→ **Aim of the task**: Go through the entries below line by line and count those containing "cannot"; the answer is that count alone.

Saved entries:
------------------------------------------------------------------------

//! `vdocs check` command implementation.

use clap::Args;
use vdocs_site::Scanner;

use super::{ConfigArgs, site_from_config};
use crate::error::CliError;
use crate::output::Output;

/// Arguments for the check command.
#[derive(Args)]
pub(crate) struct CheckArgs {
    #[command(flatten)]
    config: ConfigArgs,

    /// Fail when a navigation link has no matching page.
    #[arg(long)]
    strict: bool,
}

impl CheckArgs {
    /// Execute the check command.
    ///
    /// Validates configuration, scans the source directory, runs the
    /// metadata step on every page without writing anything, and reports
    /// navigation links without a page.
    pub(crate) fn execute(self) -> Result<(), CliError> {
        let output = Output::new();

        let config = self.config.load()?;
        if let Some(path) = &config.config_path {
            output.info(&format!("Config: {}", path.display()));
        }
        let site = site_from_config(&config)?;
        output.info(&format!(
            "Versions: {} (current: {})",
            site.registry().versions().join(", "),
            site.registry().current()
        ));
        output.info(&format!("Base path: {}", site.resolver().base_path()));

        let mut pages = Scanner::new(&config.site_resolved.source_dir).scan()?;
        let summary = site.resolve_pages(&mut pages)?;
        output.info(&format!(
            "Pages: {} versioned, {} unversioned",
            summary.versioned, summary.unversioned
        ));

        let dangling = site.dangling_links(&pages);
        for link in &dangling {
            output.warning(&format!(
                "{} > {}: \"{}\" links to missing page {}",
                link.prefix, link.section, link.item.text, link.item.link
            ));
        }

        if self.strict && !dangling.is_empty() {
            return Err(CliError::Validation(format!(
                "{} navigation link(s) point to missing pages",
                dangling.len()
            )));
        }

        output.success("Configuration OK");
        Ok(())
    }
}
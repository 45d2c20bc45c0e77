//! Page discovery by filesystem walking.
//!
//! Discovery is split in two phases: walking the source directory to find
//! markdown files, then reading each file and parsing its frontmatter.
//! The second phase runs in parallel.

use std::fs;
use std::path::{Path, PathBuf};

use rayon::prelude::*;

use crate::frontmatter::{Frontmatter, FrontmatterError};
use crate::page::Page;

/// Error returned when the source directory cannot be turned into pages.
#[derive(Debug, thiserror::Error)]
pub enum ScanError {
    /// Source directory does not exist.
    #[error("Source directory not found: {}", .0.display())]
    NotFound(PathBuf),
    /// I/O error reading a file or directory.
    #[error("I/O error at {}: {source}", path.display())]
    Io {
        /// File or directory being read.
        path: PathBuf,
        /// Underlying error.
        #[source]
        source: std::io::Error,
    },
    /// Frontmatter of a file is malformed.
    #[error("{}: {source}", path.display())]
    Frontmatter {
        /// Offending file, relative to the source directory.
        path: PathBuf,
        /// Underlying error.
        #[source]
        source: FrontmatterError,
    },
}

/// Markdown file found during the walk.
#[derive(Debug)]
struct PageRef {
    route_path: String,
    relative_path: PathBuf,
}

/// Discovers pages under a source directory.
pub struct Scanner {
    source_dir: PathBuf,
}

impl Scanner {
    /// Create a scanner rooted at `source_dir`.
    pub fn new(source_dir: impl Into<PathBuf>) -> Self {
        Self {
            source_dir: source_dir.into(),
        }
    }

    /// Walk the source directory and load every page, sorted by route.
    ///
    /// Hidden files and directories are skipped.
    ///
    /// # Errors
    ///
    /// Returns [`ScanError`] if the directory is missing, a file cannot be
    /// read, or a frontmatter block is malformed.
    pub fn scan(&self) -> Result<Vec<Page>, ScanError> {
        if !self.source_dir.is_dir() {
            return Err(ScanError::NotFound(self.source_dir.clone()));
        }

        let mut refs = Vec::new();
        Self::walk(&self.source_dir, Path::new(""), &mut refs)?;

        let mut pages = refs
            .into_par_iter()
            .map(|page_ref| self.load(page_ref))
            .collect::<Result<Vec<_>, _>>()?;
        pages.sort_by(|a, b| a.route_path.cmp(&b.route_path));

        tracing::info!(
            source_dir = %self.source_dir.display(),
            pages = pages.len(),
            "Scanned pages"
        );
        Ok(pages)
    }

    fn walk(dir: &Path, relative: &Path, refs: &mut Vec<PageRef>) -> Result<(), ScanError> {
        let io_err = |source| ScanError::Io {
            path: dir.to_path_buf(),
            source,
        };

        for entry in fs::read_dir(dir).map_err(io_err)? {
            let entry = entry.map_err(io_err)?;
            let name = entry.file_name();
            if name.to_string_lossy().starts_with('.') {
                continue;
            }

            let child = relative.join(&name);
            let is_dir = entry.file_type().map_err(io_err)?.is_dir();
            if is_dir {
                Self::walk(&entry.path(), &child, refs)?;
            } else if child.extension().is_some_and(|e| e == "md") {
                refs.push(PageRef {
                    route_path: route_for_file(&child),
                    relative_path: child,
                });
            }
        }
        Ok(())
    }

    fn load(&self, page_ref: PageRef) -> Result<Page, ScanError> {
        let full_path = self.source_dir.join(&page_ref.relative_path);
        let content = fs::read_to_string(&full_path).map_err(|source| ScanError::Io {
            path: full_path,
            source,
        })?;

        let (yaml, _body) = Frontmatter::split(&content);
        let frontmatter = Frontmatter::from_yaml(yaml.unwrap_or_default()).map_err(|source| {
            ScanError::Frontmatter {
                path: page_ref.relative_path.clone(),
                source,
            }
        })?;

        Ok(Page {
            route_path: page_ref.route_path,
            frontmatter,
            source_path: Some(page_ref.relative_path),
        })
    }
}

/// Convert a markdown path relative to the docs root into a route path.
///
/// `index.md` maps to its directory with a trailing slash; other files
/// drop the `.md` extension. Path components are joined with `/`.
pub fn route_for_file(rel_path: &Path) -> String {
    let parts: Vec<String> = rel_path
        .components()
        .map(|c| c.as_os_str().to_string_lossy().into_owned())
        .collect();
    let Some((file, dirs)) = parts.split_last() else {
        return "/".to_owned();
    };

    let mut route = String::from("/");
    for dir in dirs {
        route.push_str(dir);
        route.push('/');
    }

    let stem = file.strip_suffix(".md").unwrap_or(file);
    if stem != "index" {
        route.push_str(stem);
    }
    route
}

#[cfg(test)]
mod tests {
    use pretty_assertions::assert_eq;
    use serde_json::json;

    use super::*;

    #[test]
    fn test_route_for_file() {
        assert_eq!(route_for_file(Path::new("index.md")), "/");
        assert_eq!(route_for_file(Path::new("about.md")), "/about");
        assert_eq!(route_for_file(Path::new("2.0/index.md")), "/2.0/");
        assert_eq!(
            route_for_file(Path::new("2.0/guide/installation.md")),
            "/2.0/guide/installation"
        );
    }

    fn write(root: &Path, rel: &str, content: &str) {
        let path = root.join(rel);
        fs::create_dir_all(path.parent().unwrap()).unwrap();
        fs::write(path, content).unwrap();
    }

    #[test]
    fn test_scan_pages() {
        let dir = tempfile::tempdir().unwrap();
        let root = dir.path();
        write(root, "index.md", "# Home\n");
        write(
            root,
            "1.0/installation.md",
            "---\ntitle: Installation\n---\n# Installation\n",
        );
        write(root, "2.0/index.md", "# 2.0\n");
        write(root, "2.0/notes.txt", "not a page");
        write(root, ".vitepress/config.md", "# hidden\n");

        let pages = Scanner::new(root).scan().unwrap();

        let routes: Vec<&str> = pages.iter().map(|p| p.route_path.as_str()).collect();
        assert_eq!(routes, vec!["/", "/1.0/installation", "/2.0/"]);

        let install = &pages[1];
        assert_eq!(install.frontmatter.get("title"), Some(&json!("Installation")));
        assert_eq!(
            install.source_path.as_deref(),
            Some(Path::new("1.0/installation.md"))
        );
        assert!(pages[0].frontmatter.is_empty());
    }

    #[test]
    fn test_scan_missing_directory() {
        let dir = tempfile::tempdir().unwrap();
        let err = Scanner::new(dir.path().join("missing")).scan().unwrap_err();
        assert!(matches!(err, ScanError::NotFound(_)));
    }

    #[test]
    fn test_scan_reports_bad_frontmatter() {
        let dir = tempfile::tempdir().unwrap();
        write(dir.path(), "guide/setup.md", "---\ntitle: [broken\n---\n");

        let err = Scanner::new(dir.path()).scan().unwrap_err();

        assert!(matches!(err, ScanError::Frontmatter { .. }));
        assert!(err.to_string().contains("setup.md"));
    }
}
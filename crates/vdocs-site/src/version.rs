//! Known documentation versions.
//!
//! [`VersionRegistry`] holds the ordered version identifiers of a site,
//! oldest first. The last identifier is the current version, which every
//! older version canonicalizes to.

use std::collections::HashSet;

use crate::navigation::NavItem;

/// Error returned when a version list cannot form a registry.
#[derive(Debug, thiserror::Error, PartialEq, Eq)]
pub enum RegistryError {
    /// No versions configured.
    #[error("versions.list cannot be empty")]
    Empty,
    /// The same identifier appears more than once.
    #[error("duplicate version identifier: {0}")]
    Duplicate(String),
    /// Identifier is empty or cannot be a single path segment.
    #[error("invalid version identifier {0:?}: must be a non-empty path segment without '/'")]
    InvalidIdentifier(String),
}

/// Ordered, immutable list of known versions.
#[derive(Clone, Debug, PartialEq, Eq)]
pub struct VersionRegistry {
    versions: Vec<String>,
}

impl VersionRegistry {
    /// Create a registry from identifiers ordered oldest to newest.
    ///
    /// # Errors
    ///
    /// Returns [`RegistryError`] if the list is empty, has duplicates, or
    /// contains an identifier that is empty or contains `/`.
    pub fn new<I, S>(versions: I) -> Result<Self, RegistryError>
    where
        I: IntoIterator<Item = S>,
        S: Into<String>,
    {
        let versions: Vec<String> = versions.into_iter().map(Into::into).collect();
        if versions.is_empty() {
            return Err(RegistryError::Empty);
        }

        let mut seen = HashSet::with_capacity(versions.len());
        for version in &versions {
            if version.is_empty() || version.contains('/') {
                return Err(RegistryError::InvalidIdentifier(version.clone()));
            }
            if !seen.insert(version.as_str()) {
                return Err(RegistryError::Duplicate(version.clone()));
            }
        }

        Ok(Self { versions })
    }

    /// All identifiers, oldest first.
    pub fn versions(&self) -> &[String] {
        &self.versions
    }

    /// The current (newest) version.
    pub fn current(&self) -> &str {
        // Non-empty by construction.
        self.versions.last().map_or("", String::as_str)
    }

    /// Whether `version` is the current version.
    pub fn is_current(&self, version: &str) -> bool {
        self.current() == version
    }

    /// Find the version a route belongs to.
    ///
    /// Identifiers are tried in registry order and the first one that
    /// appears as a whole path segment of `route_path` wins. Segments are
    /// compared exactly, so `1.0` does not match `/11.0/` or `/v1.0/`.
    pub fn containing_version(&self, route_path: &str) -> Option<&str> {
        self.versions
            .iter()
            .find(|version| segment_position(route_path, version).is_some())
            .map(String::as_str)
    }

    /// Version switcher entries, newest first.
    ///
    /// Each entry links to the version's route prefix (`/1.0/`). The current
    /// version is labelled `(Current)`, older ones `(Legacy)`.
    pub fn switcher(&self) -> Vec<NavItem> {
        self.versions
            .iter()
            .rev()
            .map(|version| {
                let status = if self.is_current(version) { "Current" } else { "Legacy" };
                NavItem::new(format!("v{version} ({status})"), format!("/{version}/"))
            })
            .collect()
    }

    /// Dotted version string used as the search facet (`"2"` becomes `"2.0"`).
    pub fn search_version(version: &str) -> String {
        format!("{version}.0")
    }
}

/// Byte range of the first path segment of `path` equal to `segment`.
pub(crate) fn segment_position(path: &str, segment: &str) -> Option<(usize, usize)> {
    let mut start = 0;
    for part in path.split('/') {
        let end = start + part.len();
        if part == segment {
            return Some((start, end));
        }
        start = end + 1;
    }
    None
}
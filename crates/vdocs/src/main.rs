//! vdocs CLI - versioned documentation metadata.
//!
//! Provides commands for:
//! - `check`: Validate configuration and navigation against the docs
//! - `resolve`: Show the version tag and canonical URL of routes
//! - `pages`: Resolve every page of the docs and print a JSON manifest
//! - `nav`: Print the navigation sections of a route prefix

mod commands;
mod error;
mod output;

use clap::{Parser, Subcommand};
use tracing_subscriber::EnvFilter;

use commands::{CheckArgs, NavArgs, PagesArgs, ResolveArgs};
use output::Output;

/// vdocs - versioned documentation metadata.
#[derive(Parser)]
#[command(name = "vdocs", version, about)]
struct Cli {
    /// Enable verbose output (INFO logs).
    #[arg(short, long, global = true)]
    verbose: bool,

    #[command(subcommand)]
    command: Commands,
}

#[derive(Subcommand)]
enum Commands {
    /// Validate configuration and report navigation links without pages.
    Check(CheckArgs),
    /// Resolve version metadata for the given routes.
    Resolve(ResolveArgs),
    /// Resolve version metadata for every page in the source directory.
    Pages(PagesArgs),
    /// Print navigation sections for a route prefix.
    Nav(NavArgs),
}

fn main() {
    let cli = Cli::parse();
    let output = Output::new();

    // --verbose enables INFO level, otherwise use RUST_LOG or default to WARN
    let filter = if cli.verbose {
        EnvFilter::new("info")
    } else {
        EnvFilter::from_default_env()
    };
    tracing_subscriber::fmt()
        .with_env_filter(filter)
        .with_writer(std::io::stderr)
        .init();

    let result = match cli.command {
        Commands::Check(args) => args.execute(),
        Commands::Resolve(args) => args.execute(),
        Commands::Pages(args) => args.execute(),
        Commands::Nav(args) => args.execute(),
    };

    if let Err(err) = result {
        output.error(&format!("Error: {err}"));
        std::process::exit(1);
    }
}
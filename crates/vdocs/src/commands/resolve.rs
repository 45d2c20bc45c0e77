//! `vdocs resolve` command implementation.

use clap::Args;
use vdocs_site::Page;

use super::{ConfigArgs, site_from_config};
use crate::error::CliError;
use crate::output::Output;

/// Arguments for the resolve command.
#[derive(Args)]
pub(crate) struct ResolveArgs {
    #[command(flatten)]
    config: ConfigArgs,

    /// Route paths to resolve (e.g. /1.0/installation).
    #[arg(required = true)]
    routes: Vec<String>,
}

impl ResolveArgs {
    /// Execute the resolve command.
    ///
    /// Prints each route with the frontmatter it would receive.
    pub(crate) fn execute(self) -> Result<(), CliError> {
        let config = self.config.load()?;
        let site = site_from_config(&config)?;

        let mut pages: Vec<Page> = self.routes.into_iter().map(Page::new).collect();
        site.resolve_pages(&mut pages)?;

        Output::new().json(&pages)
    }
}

------------------------------------------------------------------------

→ **Your response**: 5